Table 1 provides the percentage of positive responses (ie, Likert score≤4) to, or agreement with, the attitude and belief statements. For all scenarios, the level of agreement for willingness to respond if asked was 1 to 5 percentage points higher than for willingness to respond regardless of severity. Most respondents indicated a confidence in their knowledge of and impact on combating the 4 public health threats in the survey. For example, 81% indicated a positive response when asked if they were “knowledgeable about the public health impact of” a weather-related emergency, 91% about a pandemic influenza emergency, 63% about a radiological (“dirty bomb”) emergency, and 74% about an inhalational anthrax bioterrorism emergency.

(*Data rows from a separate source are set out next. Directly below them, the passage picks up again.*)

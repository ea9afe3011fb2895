//! Per-pixel collision masks
//!
//! A mask is a width x height grid of solid/empty cells, usually derived from
//! the alpha channel of a sprite. Overlap queries place a second mask at an
//! integer offset relative to this one.

use std::fmt;

use glam::IVec2;

use crate::consts::MASK_ALPHA_THRESHOLD;

/// Raw pixel buffer did not match the requested dimensions
#[derive(Debug, Clone, PartialEq, Eq)]
pub enum MaskError {
    BufferSize { expected: usize, actual: usize },
}

impl fmt::Display for MaskError {
    fn fmt(&self, f: &mut fmt::Formatter<'_>) -> fmt::Result {
        match self {
            MaskError::BufferSize { expected, actual } => {
                write!(f, "rgba buffer has {actual} bytes, expected {expected}")
            }
        }
    }
}

impl std::error::Error for MaskError {}

/// Cells in a width x height grid, computed without `u32` overflow
#[inline]
fn cell_count(width: u32, height: u32) -> usize {
    width as usize * height as usize
}

/// Width of the column strips `overlap` searches, one machine word of bits
pub const SCAN_STRIP: i32 = 64;

/// Occupancy bitmap
#[derive(Debug, Clone, PartialEq, Eq)]
pub struct CollisionMask {
    width: u32,
    height: u32,
    /// Row-major
    cells: Vec<bool>,
}

impl CollisionMask {
    /// Empty mask
    pub fn new(width: u32, height: u32) -> Self {
        Self {
            width,
            height,
            cells: vec![false; cell_count(width, height)],
        }
    }

    /// Fully solid mask
    pub fn filled(width: u32, height: u32) -> Self {
        Self {
            width,
            height,
            cells: vec![true; cell_count(width, height)],
        }
    }

    pub fn from_fn(width: u32, height: u32, mut solid: impl FnMut(u32, u32) -> bool) -> Self {
        let mut cells = Vec::with_capacity(cell_count(width, height));
        for y in 0..height {
            for x in 0..width {
                cells.push(solid(x, y));
            }
        }
        Self { width, height, cells }
    }

    /// Build from an RGBA8 buffer; a pixel is solid when its alpha is above the threshold
    pub fn from_alpha(width: u32, height: u32, rgba: &[u8]) -> Result<Self, MaskError> {
        let expected = cell_count(width, height) * 4;
        if rgba.len() != expected {
            return Err(MaskError::BufferSize {
                expected,
                actual: rgba.len(),
            });
        }
        let cells = rgba
            .chunks_exact(4)
            .map(|px| px[3] > MASK_ALPHA_THRESHOLD)
            .collect();
        Ok(Self { width, height, cells })
    }

    #[inline]
    pub fn width(&self) -> u32 {
        self.width
    }

    #[inline]
    pub fn height(&self) -> u32 {
        self.height
    }

    #[inline]
    pub fn size(&self) -> IVec2 {
        IVec2::new(self.width as i32, self.height as i32)
    }

    /// Solid test; anything outside the grid is empty
    pub fn get(&self, x: i32, y: i32) -> bool {
        if x < 0 || y < 0 || x >= self.width as i32 || y >= self.height as i32 {
            return false;
        }
        self.cells[y as usize * self.width as usize + x as usize]
    }

    pub fn set(&mut self, x: u32, y: u32, solid: bool) {
        if x < self.width && y < self.height {
            self.cells[y as usize * self.width as usize + x as usize] = solid;
        }
    }

    /// Number of solid cells
    pub fn count(&self) -> usize {
        self.cells.iter().filter(|&&c| c).count()
    }

    /// First cell solid in both masks with `other`'s top-left placed at `offset`.
    ///
    /// The point is in this mask's coordinates. The search walks this mask in
    /// vertical strips `SCAN_STRIP` columns wide, left strip first; each strip
    /// is scanned top to bottom and each row within it left to right. Masks
    /// with transparent corners can therefore report a lower point in an
    /// earlier strip ahead of a higher point in a later one.
    pub fn overlap(&self, other: &CollisionMask, offset: IVec2) -> Option<IVec2> {
        let x_start = offset.x.max(0);
        let y_start = offset.y.max(0);
        let x_end = (offset.x + other.width as i32).min(self.width as i32);
        let y_end = (offset.y + other.height as i32).min(self.height as i32);

        if x_start >= x_end || y_start >= y_end {
            return None;
        }

        let first_strip = x_start / SCAN_STRIP * SCAN_STRIP;
        (first_strip..x_end)
            .step_by(SCAN_STRIP as usize)
            .flat_map(|strip| {
                let (lo, hi) = (strip.max(x_start), (strip + SCAN_STRIP).min(x_end));
                (y_start..y_end).flat_map(move |y| (lo..hi).map(move |x| IVec2::new(x, y)))
            })
            .find(|p| self.get(p.x, p.y) && other.get(p.x - offset.x, p.y - offset.y))
    }
}

#[cfg(test)]
mod tests {
    use super::*;

    #[test]
    fn test_from_alpha_threshold() {
        // 2x1: alpha 127 is empty, 128 is solid
        let rgba = [255, 0, 0, 127, 0, 255, 0, 128];
        let mask = CollisionMask::from_alpha(2, 1, &rgba).unwrap();
        assert!(!mask.get(0, 0));
        assert!(mask.get(1, 0));
        assert_eq!(mask.count(), 1);
    }

    #[test]
    fn test_from_alpha_rejects_bad_buffer() {
        let err = CollisionMask::from_alpha(2, 2, &[0; 8]).unwrap_err();
        assert_eq!(
            err,
            MaskError::BufferSize {
                expected: 16,
                actual: 8
            }
        );
    }

    #[test]
    fn test_identical_masks_overlap_at_origin() {
        let a = CollisionMask::filled(10, 5);
        let b = CollisionMask::filled(10, 5);
        assert_eq!(a.overlap(&b, IVec2::ZERO), Some(IVec2::ZERO));
    }

    #[test]
    fn test_disjoint_offset_misses() {
        let a = CollisionMask::filled(10, 10);
        let b = CollisionMask::filled(4, 4);
        assert_eq!(a.overlap(&b, IVec2::new(10, 0)), None);
        assert_eq!(a.overlap(&b, IVec2::new(-4, 3)), None);
        assert_eq!(a.overlap(&b, IVec2::new(3, 10)), None);
    }

    #[test]
    fn test_overlap_point_is_in_self_coordinates() {
        let a = CollisionMask::filled(10, 10);
        let b = CollisionMask::filled(4, 4);
        assert_eq!(a.overlap(&b, IVec2::new(6, 7)), Some(IVec2::new(6, 7)));
        // Negative offset clips to the top-left of self
        assert_eq!(a.overlap(&b, IVec2::new(-2, -3)), Some(IVec2::ZERO));
    }

    #[test]
    fn test_empty_cells_do_not_collide() {
        // Hollow frame around a 6x6 area
        let frame = CollisionMask::from_fn(6, 6, |x, y| x == 0 || y == 0 || x == 5 || y == 5);
        let dot = CollisionMask::filled(2, 2);
        assert_eq!(frame.overlap(&dot, IVec2::new(2, 2)), None);
        assert_eq!(frame.overlap(&dot, IVec2::new(4, 2)), Some(IVec2::new(5, 2)));
    }

    #[test]
    fn test_scan_order_within_a_strip() {
        let mut a = CollisionMask::new(5, 5);
        a.set(4, 1, true);
        a.set(0, 3, true);
        let b = CollisionMask::filled(5, 5);
        assert_eq!(a.overlap(&b, IVec2::ZERO), Some(IVec2::new(4, 1)));
    }

    #[test]
    fn test_earlier_strip_wins_over_higher_row() {
        // Finish-line shape with a transparent top-left corner: the left strip
        // only touches on row 5, the right strip already on row 0
        let mut a = CollisionMask::new(130, 10);
        a.set(70, 0, true);
        a.set(10, 5, true);
        let b = CollisionMask::filled(130, 10);
        assert_eq!(a.overlap(&b, IVec2::ZERO), Some(IVec2::new(10, 5)));

        // Once the left strip is out of range the right strip's top row is found
        let c = CollisionMask::filled(60, 10);
        assert_eq!(a.overlap(&c, IVec2::new(65, 0)), Some(IVec2::new(70, 0)));
    }

    #[test]
    fn test_strips_are_aligned_to_self() {
        // Offset 60 starts mid-strip: columns 60..63 precede the strip at 64
        let mut a = CollisionMask::new(128, 4);
        a.set(62, 3, true);
        a.set(64, 0, true);
        let b = CollisionMask::filled(20, 4);
        assert_eq!(a.overlap(&b, IVec2::new(60, 0)), Some(IVec2::new(62, 3)));
    }

    #[cfg(target_pointer_width = "64")]
    #[test]
    fn test_cell_count_does_not_overflow_u32() {
        assert_eq!(cell_count(65_536, 65_536), 1 << 32);
        assert_eq!(cell_count(u32::MAX, 2), 2 * u32::MAX as usize);
    }

    #[test]
    fn test_get_outside_is_empty() {
        let a = CollisionMask::filled(3, 3);
        assert!(!a.get(-1, 0));
        assert!(!a.get(0, 3));
        assert_eq!(a.size(), IVec2::new(3, 3));
    }
}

For the same 4 scenarios, 80%, 88%, 62%, and 74% gave a positive response about their “perceived skills for their MRC role-specific responsibilities.” In general, the MRC respondents in the sample were the least positive in their responses for the radiological (“dirty bomb”) emergency scenario. In several instances, responses for this scenario had a notably lower percent agreement than the other scenarios. For example, 57% were confident about their “personal safety at site,” and 55% gave a positive response concerning their “ability to address the questions of a concerned member of the public.” “Perceived awareness of MRC role-specific responsibilities” and “perceived need for psychological support during or after the event” consistently received the lowest percentages of positive responses across all scenarios. For example, 63% of participants responded positively to “perceived awareness of their MRC role-specific responsibilities” for weather-related disaster, 77% for pandemic influenza emergency, 51% for radiological (“dirty bomb”) emergency, and 64% for inhalational anthrax bioterrorism emergency.

Table 1.
Percentage of Positive Responses (Likert score≤4) on Attitude and Belief Statements for 4 Public Health Emergency Scenarios Based on All Responses (excluding “don't knows”)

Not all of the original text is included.